• ACTION ITEM:
Starting at the top of the listing below, copy each line exactly, stopping after the line that contains "pub fn gzip(bytes: &[u8])".

RECORDS SHOWN below:

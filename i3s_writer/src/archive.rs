//! The archive collaborator interface (§6): an append-only sink the writer
//! never reads back from. Byte-layout of the container itself is out of
//! scope here; this crate only ever calls [`Archive::append_file`].

use std::io::Write;

use flate2::write::GzEncoder;
use flate2::Compression;

/// An append-only archive sink. Paths are forward-slash, case-sensitive,
/// with no leading slash.
pub trait Archive: Send + Sync {
    fn append_file(&self, path: &str, bytes: &[u8]) -> bool;
}

/// Gzips `bytes` the way the writer gzips every JSON document it emits
/// before handing it to the archive (`.json.gz` entries in §6's layout
/// table).
pub fn gzip(bytes: &[u8]) -> Vec<u8> {
    let mut encoder = GzEncoder::new(Vec::new(), Compression::default());
    // An in-memory `Vec<u8>` writer never fails.
    encoder.write_all(bytes).expect("gzip write to Vec cannot fail");
    encoder.finish().expect("gzip finish to Vec cannot fail")
}

/// Serializes `value` to JSON and appends it gzip-compressed at `path`
/// (which should already end in `.json.gz`).
pub fn append_json<T: serde::Serialize>(
    archive: &dyn Archive,
    path: &str,
    value: &T,
) -> Result<(), crate::Error> {
    let json = serde_json::to_vec(value)?;
    let gz = gzip(&json);
    if archive.append_file(path, &gz) {
        Ok(())
    } else {
        Err(crate::Error::IoWriteFailed)
    }
}

/// Appends raw (non-JSON) bytes gzip-compressed, e.g. geometry/attribute
/// buffers (`.bin.gz` entries).
pub fn append_binary_gz(archive: &dyn Archive, path: &str, bytes: &[u8]) -> Result<(), crate::Error> {
    let gz = gzip(bytes);
    if archive.append_file(path, &gz) {
        Ok(())
    } else {
        Err(crate::Error::IoWriteFailed)
    }
}

/// Appends raw bytes uncompressed, e.g. texture images, which are never
/// gzipped per §6.
pub fn append_raw(archive: &dyn Archive, path: &str, bytes: &[u8]) -> Result<(), crate::Error> {
    if archive.append_file(path, bytes) {
        Ok(())
    } else {
        Err(crate::Error::IoWriteFailed)
    }
}
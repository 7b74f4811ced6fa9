//! The page builder (§4.7): reorders the node tree into fixed-size pages,
//! rewriting `index`, `parent_index`, and `children` so they refer to
//! positions in the concatenated page stream.

use std::collections::{BinaryHeap, HashMap, HashSet, VecDeque};

use crate::node::{InternalNode, NodeId};
use crate::Error;

pub const DEFAULT_PAGE_SIZE: usize = 64;

/// A node record with indices already rewritten to positions in the
/// concatenated page stream; carries the original [`InternalNode`] for
/// downstream field access (material/texture/geometry-definition IDs,
/// bounding volume, LOD threshold).
#[derive(Clone, Debug)]
pub struct PageNode {
    pub index: u32,
    pub parent_index: Option<u32>,
    pub children: Vec<u32>,
    pub node: InternalNode,
}

#[derive(Clone, Debug, Default)]
pub struct Page {
    pub nodes: Vec<PageNode>,
}

/// The two interchangeable page-ordering strategies (§4.7).
pub enum PageStrategy {
    BreadthFirst,
    /// `max_sibling_groups`: the `max_count_sibling_local_subtrees`
    /// parameter partitioning a node's remaining children into groups that
    /// stay together across pages (typically 1).
    LocalSubtree { max_sibling_groups: usize },
}

/// Builds the page sequence for `nodes` rooted at `root`. `nodes` must be a
/// well-formed tree: every child ID referenced by a node must itself be a
/// key in `nodes`.
pub fn build_pages(
    nodes: &HashMap<NodeId, InternalNode>,
    root: NodeId,
    page_size: usize,
    strategy: PageStrategy,
) -> Result<Vec<Page>, Error> {
    let _span = tracing::trace_span!("build_pages", node_count = nodes.len(), page_size).entered();
    if !nodes.contains_key(&root) {
        return Err(Error::InvalidTreeTopology(nodes.len()));
    }
    let order = match strategy {
        PageStrategy::BreadthFirst => breadth_first_order(nodes, root),
        PageStrategy::LocalSubtree { max_sibling_groups } => {
            local_subtree_order(nodes, root, page_size, max_sibling_groups)
        }
    };
    if order.len() != nodes.len() {
        return Err(Error::InvalidTreeTopology(nodes.len() - order.len()));
    }
    let pages = finalize_order(nodes, order, page_size);
    tracing::debug!(page_count = pages.len(), "paged node tree");
    Ok(pages)
}

fn finalize_order(
    nodes: &HashMap<NodeId, InternalNode>,
    order: Vec<NodeId>,
    page_size: usize,
) -> Vec<Page> {
    let index_of: HashMap<NodeId, u32> =
        order.iter().enumerate().map(|(i, id)| (*id, i as u32)).collect();

    let mut page_nodes = Vec::with_capacity(order.len());
    for (i, id) in order.iter().enumerate() {
        let node = &nodes[id];
        let mut children: Vec<u32> = node
            .children
            .iter()
            .filter_map(|c| index_of.get(c).copied())
            .collect();
        children.sort_unstable();
        page_nodes.push(PageNode {
            index: i as u32,
            parent_index: node.parent.and_then(|p| index_of.get(&p).copied()),
            children,
            node: node.clone(),
        });
    }

    page_nodes
        .chunks(page_size.max(1))
        .map(|chunk| Page { nodes: chunk.to_vec() })
        .collect()
}

fn breadth_first_order(nodes: &HashMap<NodeId, InternalNode>, root: NodeId) -> Vec<NodeId> {
    let mut order = Vec::with_capacity(nodes.len());
    let mut queue = VecDeque::new();
    let mut seen = HashSet::new();
    queue.push_back(root);
    seen.insert(root);

    while let Some(id) = queue.pop_front() {
        order.push(id);
        if let Some(node) = nodes.get(&id) {
            for &child in &node.children {
                if seen.insert(child) {
                    queue.push_back(child);
                }
            }
        }
    }
    order
}

fn subtree_remaining_count(
    nodes: &HashMap<NodeId, InternalNode>,
    id: NodeId,
    assigned: &HashSet<NodeId>,
) -> usize {
    let mut count = 0;
    let mut stack = vec![id];
    while let Some(cur) = stack.pop() {
        if let Some(node) = nodes.get(&cur) {
            for &child in &node.children {
                if !assigned.contains(&child) {
                    count += 1;
                    stack.push(child);
                }
            }
        }
    }
    count
}

struct HeapEntry(f64, NodeId);

impl PartialEq for HeapEntry {
    fn eq(&self, other: &Self) -> bool {
        self.0 == other.0
    }
}
impl Eq for HeapEntry {}
impl PartialOrd for HeapEntry {
    fn partial_cmp(&self, other: &Self) -> Option<std::cmp::Ordering> {
        Some(self.cmp(other))
    }
}
impl Ord for HeapEntry {
    fn cmp(&self, other: &Self) -> std::cmp::Ordering {
        self.0.partial_cmp(&other.0).unwrap_or(std::cmp::Ordering::Equal)
    }
}

/// Pass 1 (top-down): a priority queue of pending root-groups, prioritized
/// by the radius of the enqueuing node's OBB (clients load a page when the
/// parent splits). A subtree whose remaining descendant count drops below
/// `page_size` is left whole for pass 2 rather than expanded further.
/// Pass 2 (pre-order): sweeps every node pass 1 didn't place, parent before
/// children, so the invariant in §8 (a node's index precedes all of its
/// descendants') holds for the nodes pass 1 left behind too.
fn local_subtree_order(
    nodes: &HashMap<NodeId, InternalNode>,
    root: NodeId,
    page_size: usize,
    max_sibling_groups: usize,
) -> Vec<NodeId> {
    let mut assigned: HashSet<NodeId> = HashSet::new();
    let mut order = Vec::with_capacity(nodes.len());
    let mut heap = BinaryHeap::new();
    heap.push(HeapEntry(f64::MAX, root));

    while let Some(HeapEntry(_, id)) = heap.pop() {
        if assigned.contains(&id) {
            continue;
        }
        assigned.insert(id);
        order.push(id);

        let Some(node) = nodes.get(&id) else { continue };
        let remaining = subtree_remaining_count(nodes, id, &assigned);
        if remaining < page_size {
            continue;
        }
        let priority = node.sphere.radius as f64;
        let pending: Vec<NodeId> = node
            .children
            .iter()
            .copied()
            .filter(|c| !assigned.contains(c))
            .collect();
        for group in pending.chunks(max_sibling_groups.max(1)) {
            for &child in group {
                heap.push(HeapEntry(priority, child));
            }
        }
    }

    let mut remainder = Vec::new();
    pre_order(nodes, root, &assigned, &mut remainder);
    order.extend(remainder);
    order
}

/// Sweeps every node pass 1 didn't place, parent before children, so a
/// node's final index is always lower than any of its descendants' -- the
/// invariant every page-ordering strategy must uphold (§8).
fn pre_order(
    nodes: &HashMap<NodeId, InternalNode>,
    id: NodeId,
    assigned: &HashSet<NodeId>,
    out: &mut Vec<NodeId>,
) {
    if !assigned.contains(&id) {
        out.push(id);
    }
    if let Some(node) = nodes.get(&id) {
        for &child in &node.children {
            if !assigned.contains(&child) {
                pre_order(nodes, child, assigned, out);
            }
        }
    }
}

End of RECORDS SHOWN.

• OUTPUT FOR THIS EXERCISE:
filename i3s_writer/src/archive.rs
//! The archive collaborator interface (§6): an append-only sink the writer
//! never reads back from. Byte-layout of the container itself is out of
//! scope here; this crate only ever calls [`Archive::append_file`].

use std::io::Write;

use flate2::write::GzEncoder;
use flate2::Compression;

/// An append-only archive sink. Paths are forward-slash, case-sensitive,
/// with no leading slash.
pub trait Archive: Send + Sync {
    fn append_file(&self, path: &str, bytes: &[u8]) -> bool;
}

/// Gzips `bytes` the way the writer gzips every JSON document it emits
/// before handing it to the archive (`.json.gz` entries in §6's layout
/// table).
pub fn gzip(bytes: &[u8]) -> Vec<u8> {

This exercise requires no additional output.